ABSTRACT

Michael Polanyi (1958), who, among contemporary philosophers of science, has addressed himself most profoundly to the “intellectual passions” that fuel scientific discovery, provides us with a compelling statement on the “logical gap” that separates the protagonists in a scientific controversy. I quote him at length because his remarks capture, with uncanny timeliness, the tenor of the ongoing controversy in psychoanalysis between the proponents and opponents of Heinz Kohut’s self psychology:

…scientific controversies never lie altogether within science. For when a new system of thought concerning a whole class of alleged facts is at issue, the question will be whether it should be accepted or rejected in principle, and those who reject it on such comprehensive grounds will inevitably regard it as altogether incompetent and unsound…. The two conflicting systems of thought are separated by a logical gap, in the same sense as a problem is separated from the discovery which solves the problem.

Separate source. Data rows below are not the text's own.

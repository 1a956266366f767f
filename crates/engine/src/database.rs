//! Database: an owning collection of stacks
//!
//! Stacks are keyed by their identity, `identity(database name + stack name)`.
//! The map is a `DashMap`, so `create_stack`, `add_stack` and `remove_stack`
//! may run concurrently against the same database. Insertion goes through
//! the entry API: the vacancy check and the insert happen under one shard
//! lock, so an identity is never assigned twice.

use std::sync::{Arc, Weak};

use dashmap::mapref::entry::Entry;
use dashmap::DashMap;
use parking_lot::RwLock;
use piladb_core::{Identity, PilaError, PilaResult};
use tracing::{info, warn};

use crate::pila::Pila;
use crate::stack::Stack;
use crate::status::{DatabaseStatus, StacksKv, StacksStatus};

/// A named collection of stacks.
#[derive(Debug)]
pub struct Database {
    name: String,
    id: Identity,
    pila: RwLock<Option<Weak<Pila>>>,
    stacks: DashMap<Identity, Arc<Stack>>,
}

impl Database {
    /// Create an empty database not linked to any Pila.
    pub fn new(name: impl Into<String>) -> Self {
        let name = name.into();
        Database {
            id: Identity::new(&name),
            name,
            pila: RwLock::new(None),
            stacks: DashMap::new(),
        }
    }

    /// Database name.
    pub fn name(&self) -> &str {
        &self.name
    }

    /// Database identity, `identity(name)`.
    pub fn id(&self) -> Identity {
        self.id
    }

    /// Owning Pila, if any and still alive.
    pub fn pila(&self) -> Option<Arc<Pila>> {
        self.pila.read().as_ref().and_then(Weak::upgrade)
    }

    /// Whether a Pila back-reference is set.
    pub fn is_owned(&self) -> bool {
        self.pila.read().is_some()
    }

    pub(crate) fn attach(&self, pila: &Arc<Pila>) -> PilaResult<()> {
        let mut slot = self.pila.write();
        if slot.is_some() {
            return Err(PilaError::AlreadyOwned {
                entity: "database",
                name: self.name.clone(),
                owner: "pila".to_string(),
            });
        }
        *slot = Some(Arc::downgrade(pila));
        Ok(())
    }

    pub(crate) fn detach(&self) {
        *self.pila.write() = None;
    }

    /// Create a stack named `name` in this database and return its identity.
    ///
    /// Fails with `IdentityCollision` if a stack with that name exists.
    pub fn create_stack(self: &Arc<Self>, name: &str) -> PilaResult<Identity> {
        self.add_stack(Arc::new(Stack::new(name)))
    }

    /// Add an existing standalone stack to this database.
    ///
    /// Fails with `AlreadyOwned` if the stack belongs to a database, or with
    /// `IdentityCollision` if this database already holds that identity.
    /// Nothing changes on failure.
    pub fn add_stack(self: &Arc<Self>, stack: Arc<Stack>) -> PilaResult<Identity> {
        if stack.is_owned() {
            return Err(self.reject_owned(&stack));
        }

        let id = Identity::composite(&self.name, stack.name());
        match self.stacks.entry(id) {
            Entry::Occupied(_) => {
                warn!(target: "piladb::engine", database = %self.name, stack = %stack.name(), "Stack already exists");
                Err(PilaError::IdentityCollision {
                    entity: "stack",
                    name: stack.name().to_string(),
                })
            }
            Entry::Vacant(vacant) => {
                // a concurrent add_stack of the same stack elsewhere may win
                let attached = match stack.attach(self) {
                    Ok(attached) => attached,
                    Err(_) => return Err(self.reject_owned(&stack)),
                };
                debug_assert_eq!(attached, id);
                info!(target: "piladb::engine", database = %self.name, stack = %stack.name(), id = %id, "Stack added");
                vacant.insert(stack);
                Ok(id)
            }
        }
    }

    fn reject_owned(&self, stack: &Stack) -> PilaError {
        let owner = stack
            .database()
            .map(|d| d.name().to_string())
            .unwrap_or_default();
        warn!(target: "piladb::engine", database = %self.name, stack = %stack.name(), owner = %owner, "Stack already owned");
        PilaError::AlreadyOwned {
            entity: "stack",
            name: stack.name().to_string(),
            owner,
        }
    }

    /// Remove the stack at `id`.
    ///
    /// The stack loses its back-reference (its identity falls back to the
    /// bare name) and its elements are dropped. The detached stack is
    /// returned for callers still holding a handle.
    pub fn remove_stack(&self, id: &Identity) -> PilaResult<Arc<Stack>> {
        let (_, stack) = self
            .stacks
            .remove(id)
            .ok_or_else(|| PilaError::stack_not_found(id))?;
        stack.detach();
        stack.clear();
        info!(target: "piladb::engine", database = %self.name, stack = %stack.name(), id = %id, "Stack removed");
        Ok(stack)
    }

    /// Stack at `id`.
    pub fn stack(&self, id: &Identity) -> Option<Arc<Stack>> {
        self.stacks.get(id).map(|entry| Arc::clone(entry.value()))
    }

    /// Stack named `name`.
    pub fn stack_by_name(&self, name: &str) -> Option<Arc<Stack>> {
        self.stack(&Identity::composite(&self.name, name))
    }

    /// Every stack, in no particular order.
    pub fn stacks(&self) -> Vec<Arc<Stack>> {
        self.stacks
            .iter()
            .map(|entry| Arc::clone(entry.value()))
            .collect()
    }

    /// Number of stacks.
    pub fn number_of_stacks(&self) -> usize {
        self.stacks.len()
    }

    /// Summary with the sorted stack identities.
    pub fn status(&self) -> DatabaseStatus {
        let mut stacks: Vec<String> = self.stacks.iter().map(|e| e.key().to_string()).collect();
        stacks.sort();
        DatabaseStatus {
            id: self.id.to_string(),
            name: self.name.clone(),
            number_of_stacks: stacks.len(),
            stacks,
        }
    }

    /// Status of every stack, sorted by name.
    pub fn stacks_status(&self) -> StacksStatus {
        let mut status = StacksStatus {
            stacks: self.stacks().iter().map(|s| s.status()).collect(),
        };
        status.sort_by_name();
        status
    }

    /// Map of stack name to top element.
    pub fn stacks_kv(&self) -> StacksKv {
        StacksKv {
            stacks: self
                .stacks()
                .iter()
                .map(|s| (s.name().to_string(), s.peek()))
                .collect(),
        }
    }
}
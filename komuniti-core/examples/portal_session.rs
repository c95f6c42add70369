//! Example walking through one portal session
//!
//! Run with:
//! ```bash
//! cargo run --example portal_session
//! ```

use komuniti_core::core_audience::{ContentQuery, FacetKind};
use komuniti_core::logging::{init_logging_with_config, LogConfig, LogLevel};
use komuniti_core::{Member, PortalEngine};
use tracing::info;

fn main() {
    let config = LogConfig::new(LogLevel::Debug).with_target(false);
    init_logging_with_config(config).expect("Failed to initialize logging");

    // The identity collaborator would hand us this after verification.
    let member = Member::new("demo", "Demo User")
        .with_scholarship("MARA")
        .with_institution("Yonsei");

    let engine = PortalEngine::new();

    let membership = engine.membership(&member);
    info!(
        batch = %membership.batch_year,
        clubs = ?membership.clubs(),
        events = ?membership.events(),
        "derived membership"
    );

    let feed = engine.feed(&member, &ContentQuery::default());
    for item in &feed {
        info!(id = %item.id, title = %item.title, read = item.read, "feed item");
    }

    let unread = engine.feed(&member, &ContentQuery::default().with_facet(FacetKind::Unread));
    info!(total = feed.len(), unread = unread.len(), "feed summary");

    for channel in engine.channels(&member) {
        info!(
            id = %channel.id,
            kind = %channel.kind,
            members = channel.member_count,
            "channel available"
        );
    }
}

Formal operations relying on one framework of interpretation cannot demonstrate a proposition to persons who rely on another framework. Its advocates may not even succeed in getting a hearing from these, since they must first teach them a new language, and no one can learn a new language unless he first trusts that it means something…. Proponents of a new system can convince their audience only by first winning their intellectual sympathy for a doctrine they have not yet grasped. Those who listen sympathetically will discover for themselves what they would otherwise never have understood. Such an acceptance is a heuristic process, a self-modifying act, and to this extent a conversion. It produces disciples forming a school, the members of which are separated for the time being by a logical gap from those outside it. They think differently, speak a different language, live in a different world, and at least one of the two schools is excluded to this extent for the time being (whether rightly or wrongly) from the community of science [pp. 150–151].